2.7. A Holistic Alternative to Rule-Based Flagging Systems

A common strategy for automating the detection of site-to-site variation (SSV) is the use of rule-based flagging systems that emulate manual inspection []. These systems attempt to identify issue sites by programmatically evaluating a set of disjointed statistical criteria, such as deviations in location, dispersion, skewness, or outlier rates. While an improvement over manual analysis, this piecemeal approach has noted limitations. Its reliance on single-point statistics may not accurately represent the full distribution, rendering it less effective at identifying subtle issues that manifest as complex distortions in the distribution’s overall shape.
Our proposed framework overcomes these limitations by adopting a fundamentally different philosophy: it transforms the problem from a series of independent statistical checks into a single holistic pattern recognition task. Instead of calculating separate metrics, our method first converts the entire measurement distribution from each site into a high-dimensional feature vector using Kernel Density Estimation (KDE). This vector serves as a high-fidelity “fingerprint” that inherently captures a rich set of statistical properties simultaneously. A change in location results in a lateral shift of the entire KDE vector, while a change in dispersion alters its fundamental shape. Higher-order properties like skewness, kurtosis, and even complex features like multimodality, which rule-based systems cannot easily assess, are all intrinsically encoded in the vector’s structure. Crucially, the task of assigning importance to these different types of variation is not handled by heuristic rules but is implicitly managed by the Isolation Forest algorithm. By treating each site’s distributional fingerprint as a point in a high-dimensional space, the algorithm automatically learns which differences are most effective for separating a site from its peers. It implicitly determines whether a shift in mean, a change in variance, or a complex change in shape is the most “isolating” characteristic for any given dataset, thereby eliminating the need for manual interpretation or the weighting of separate flags. This approach enables the detection of complex variations that prior methods may overlook, providing a more robust and comprehensive solution for automated SSV detection.
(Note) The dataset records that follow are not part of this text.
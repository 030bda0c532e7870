use tapline::config::Config;
use tapline::server;
use tracing_subscriber::EnvFilter;

#[tokio::main]
async fn main() -> anyhow::Result<()> {
    tracing_subscriber::fmt()
        .with_env_filter(EnvFilter::try_from_default_env().unwrap_or_else(|_| EnvFilter::new("info")))
        .with_target(false)
        .with_level(true)
        .init();

    let cfg = Config::load()?;

    let shutdown = async {
        if let Err(e) = tokio::signal::ctrl_c().await {
            tracing::error!(error = %e, "failed to listen for shutdown signal");
        }
    };

    server::run(&cfg, shutdown).await
}
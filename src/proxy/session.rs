use std::any::Any;
use std::fmt;
use std::net::SocketAddr;
use std::sync::Arc;
use url::{Host, Position, Url};

use crate::buffer::SegmentBuffer;
use crate::error::{ProxyError, Result};
use crate::http::headers::HeaderCollection;
use crate::http::method::{Method, Version};
use crate::http::request::RequestHead;
use crate::http::response::ResponseHead;
use crate::proxy::upstream::UpstreamProxy;

/// Where an exchange is in the pipeline.
#[derive(Debug, Clone, Copy, PartialEq, Eq)]
pub enum SessionStatus {
    Preparing,
    BeforeRequest,
    AfterRequest,
    BeforeResponse,
    AfterResponse,
    Completed,
    Failed,
}

impl SessionStatus {
    pub fn is_terminal(self) -> bool {
        matches!(self, SessionStatus::Completed | SessionStatus::Failed)
    }
}

/// The endpoint a session was forwarded to.
#[derive(Debug, Clone, PartialEq, Eq)]
pub struct Destination {
    /// Host name or address literal of the next hop
    pub host: String,
    /// TCP port of the next hop
    pub port: u16,
    /// Whether `host` is an upstream proxy rather than the origin.
    pub via_proxy: bool,
    /// The address the connection was made to.
    pub address: Option<SocketAddr>,
}

impl fmt::Display for Destination {
    fn fmt(&self, f: &mut fmt::Formatter<'_>) -> fmt::Result {
        write!(f, "{}:{}", self.host, self.port)
    }
}

/// Everything known about one proxied exchange.
///
/// Owned by the task serving the connection and handed to lifecycle hooks
/// by reference.
pub struct Session {
    id: u64,
    client: SocketAddr,
    request: RequestHead,
    request_body: Arc<SegmentBuffer>,
    response: Option<ResponseHead>,
    response_body: Option<Arc<SegmentBuffer>>,
    status: SessionStatus,
    destination: Option<Destination>,
    upstream_proxy: Option<UpstreamProxy>,
    user_data: Option<Box<dyn Any + Send + Sync>>,
}

impl Session {
    pub fn new(id: u64, client: SocketAddr, request: RequestHead, request_body: Arc<SegmentBuffer>) -> Self {
        Self {
            id,
            client,
            request,
            request_body,
            response: None,
            response_body: None,
            status: SessionStatus::Preparing,
            destination: None,
            upstream_proxy: None,
            user_data: None,
        }
    }

    pub fn id(&self) -> u64 {
        self.id
    }

    pub fn client_addr(&self) -> SocketAddr {
        self.client
    }

    pub fn request(&self) -> &RequestHead {
        &self.request
    }

    pub fn request_mut(&mut self) -> &mut RequestHead {
        &mut self.request
    }

    pub fn method(&self) -> &Method {
        self.request.method()
    }

    pub fn target(&self) -> &str {
        self.request.target()
    }

    pub fn version(&self) -> Version {
        self.request.version()
    }

    pub fn is_tunnel(&self) -> bool {
        self.request.is_tunnel()
    }

    pub fn request_headers(&self) -> &HeaderCollection {
        self.request.headers()
    }

    pub fn request_body(&self) -> &Arc<SegmentBuffer> {
        &self.request_body
    }

    pub fn response(&self) -> Option<&ResponseHead> {
        self.response.as_ref()
    }

    pub fn response_mut(&mut self) -> Option<&mut ResponseHead> {
        self.response.as_mut()
    }

    pub fn response_body(&self) -> Option<&Arc<SegmentBuffer>> {
        self.response_body.as_ref()
    }

    /// Installs the response that will be sent to the client.
    pub fn set_response(&mut self, head: ResponseHead, body: Arc<SegmentBuffer>) {
        self.response = Some(head);
        self.response_body = Some(body);
    }

    pub fn status(&self) -> SessionStatus {
        self.status
    }

    pub(crate) fn set_status(&mut self, status: SessionStatus) {
        self.status = status;
    }

    pub fn destination(&self) -> Option<&Destination> {
        self.destination.as_ref()
    }

    pub(crate) fn set_destination(&mut self, destination: Destination) {
        self.destination = Some(destination);
    }

    /// The upstream proxy chosen for this session only, if any.
    pub fn upstream_proxy(&self) -> Option<&UpstreamProxy> {
        self.upstream_proxy.as_ref()
    }

    /// Routes this session through `proxy` instead of the configured one.
    pub fn set_upstream_proxy(&mut self, proxy: UpstreamProxy) {
        self.upstream_proxy = Some(proxy);
    }

    pub fn set_user_data<T: Any + Send + Sync>(&mut self, data: T) {
        self.user_data = Some(Box::new(data));
    }

    pub fn user_data<T: Any + Send + Sync>(&self) -> Option<&T> {
        self.user_data.as_ref()?.downcast_ref()
    }

    pub fn user_data_mut<T: Any + Send + Sync>(&mut self) -> Option<&mut T> {
        self.user_data.as_mut()?.downcast_mut()
    }

    /// Host and port of the origin the request is addressed to.
    ///
    /// CONNECT targets are authorities; absolute-form targets carry the host
    /// themselves; origin-form targets rely on the `Host` header.
    pub fn origin(&self) -> Result<(String, u16)> {
        let target = self.request.target();

        if self.request.is_tunnel() {
            return split_authority(target, 443);
        }
        if let Some(url) = absolute_target(target)? {
            let host = url
                .host_str()
                .ok_or_else(|| ProxyError::malformed("request target has no host"))?;
            let port = url.port_or_known_default().unwrap_or(80);
            return Ok((host.to_string(), port));
        }

        let host = self
            .request
            .headers()
            .get("Host")
            .ok_or_else(|| ProxyError::malformed("request has no Host header"))?;
        split_authority(host, 80)
    }

    /// The target as sent to an origin: path and query only.
    pub fn origin_form_target(&self) -> Result<String> {
        let target = self.request.target();
        Ok(match absolute_target(target)? {
            Some(url) => url[Position::BeforePath..].to_string(),
            None => target.to_string(),
        })
    }

    /// The target as sent to an upstream proxy: always absolute.
    pub fn absolute_form_target(&self) -> Result<String> {
        let target = self.request.target();
        if absolute_target(target)?.is_some() {
            return Ok(target.to_string());
        }

        let (host, port) = self.origin()?;
        Ok(match port {
            80 => format!("http://{host}{target}"),
            port => format!("http://{host}:{port}{target}"),
        })
    }
}

impl fmt::Debug for Session {
    fn fmt(&self, f: &mut fmt::Formatter<'_>) -> fmt::Result {
        f.debug_struct("Session")
            .field("id", &self.id)
            .field("client", &self.client)
            .field("status", &self.status)
            .field("destination", &self.destination)
            .finish_non_exhaustive()
    }
}

fn absolute_target(target: &str) -> Result<Option<Url>> {
    if target.starts_with('/') || target == "*" {
        return Ok(None);
    }

    let url = Url::parse(target).map_err(|e| ProxyError::malformed(format!("bad request target: {e}")))?;
    if url.scheme() != "http" {
        return Err(ProxyError::malformed(format!(
            "unsupported scheme {} in request target",
            url.scheme()
        )));
    }
    Ok(Some(url))
}

/// Splits `host[:port]`, accepting bracketed IPv6 literals.
pub(crate) fn split_authority(authority: &str, default_port: u16) -> Result<(String, u16)> {
    let (host, port) = match authority.rsplit_once(':') {
        Some((host, port)) if !port.contains(']') => {
            let port = port
                .parse::<u16>()
                .map_err(|_| ProxyError::malformed(format!("invalid port in {authority}")))?;
            (host, port)
        }
        _ => (authority, default_port),
    };

    let host = Host::parse(host).map_err(|e| ProxyError::malformed(format!("invalid host {host}: {e}")))?;
    Ok((host.to_string(), port))
}
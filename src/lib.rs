//! Tapline - intercepting HTTP/HTTPS proxy
//!
//! Core library: incremental HTTP/1.x parsing, replayable body buffers, the
//! per-connection session pipeline with lifecycle hooks, and CONNECT
//! tunneling.

pub mod buffer;
pub mod config;
pub mod error;
pub mod http;
pub mod pipe;
pub mod proxy;
pub mod server;

pub use error::{ProxyError, Result};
3. Case Study: Semiconductor Multisite Testing and Experimental Results

To demonstrate the efficacy of our method in a real-world setting, we apply it to semiconductor multisite testing data drawn from a production analog/mixed-signal ATE. As noted in Section 1, massive multisite testing, where tens to hundreds of devices under test (DUTs) are probed in parallel, is critical for high-throughput and cost-effective IC validation, but it also exacerbates site-to-site variation (SSV).
Figure 5 provides a schematic of a typical Automated Test Equipment (ATE) setup configured for multisite testing. During operation, the semiconductor wafer, populated with numerous devices under test (DUTs), is positioned on a prober chuck, which aligns the DUTs for reliable contact with the probe head. Serving as the critical interface, the probe card is responsible for distributing all the necessary signals—including power, timing, and test stimuli—from the ATE to the individual test sites. It also integrates the essential multisite measurement (MSM) hardware. While the diagram illustrates a two-site configuration for clarity, these production test cells are commonly scaled to include dozens or even hundreds of parallel sites to maximize throughput. While this parallelism dramatically reduces per-unit test time and cost, it also induces subtle systematic biases: as the site count grows, variations in trace lengths, contact resistances, thermal gradients, crosstalk, and EMI induce measurement offsets that no longer reflect true device performance.
Figure 5. A section of an Automated Test Equipment (ATE) setup used for multisite testing.
Given that these sources of SSV are inherently complex, high-parallelism ATE hardware, relying solely on improved hardware design or periodic calibration, is often insufficient. An effective strategy must therefore include a robust data-driven monitoring framework that can automatically analyze measurement data as it is collected. To this end, we propose an operational workflow that integrates our detection method directly into the IC test environment. This process operates by analyzing the measurement data from all the test sites in a given batch (e.g., a wafer or lot) simultaneously, identifying any sites whose distributional profiles are anomalous relative to the majority of their peers in that same batch. Figure 6 illustrates how our approach is integrated into an automated process for multisite testing in IC manufacturing. In what follows, we first describe the dataset and test specifications, then present quantitative results comparing our KDE–Isolation Forest detector against state-of-the-art SSV methods (cross-correlation and QQ fitting).
Figure 6. An overview of our proposed model. The input dataset is first pre-processed, and then the relevant features from that dataset are provided as input to the Isolation Forest model. The anomaly scores predicted by Isolation Forest are then provided as input to the GMM model, which partitions the anomaly scores to predict k labels.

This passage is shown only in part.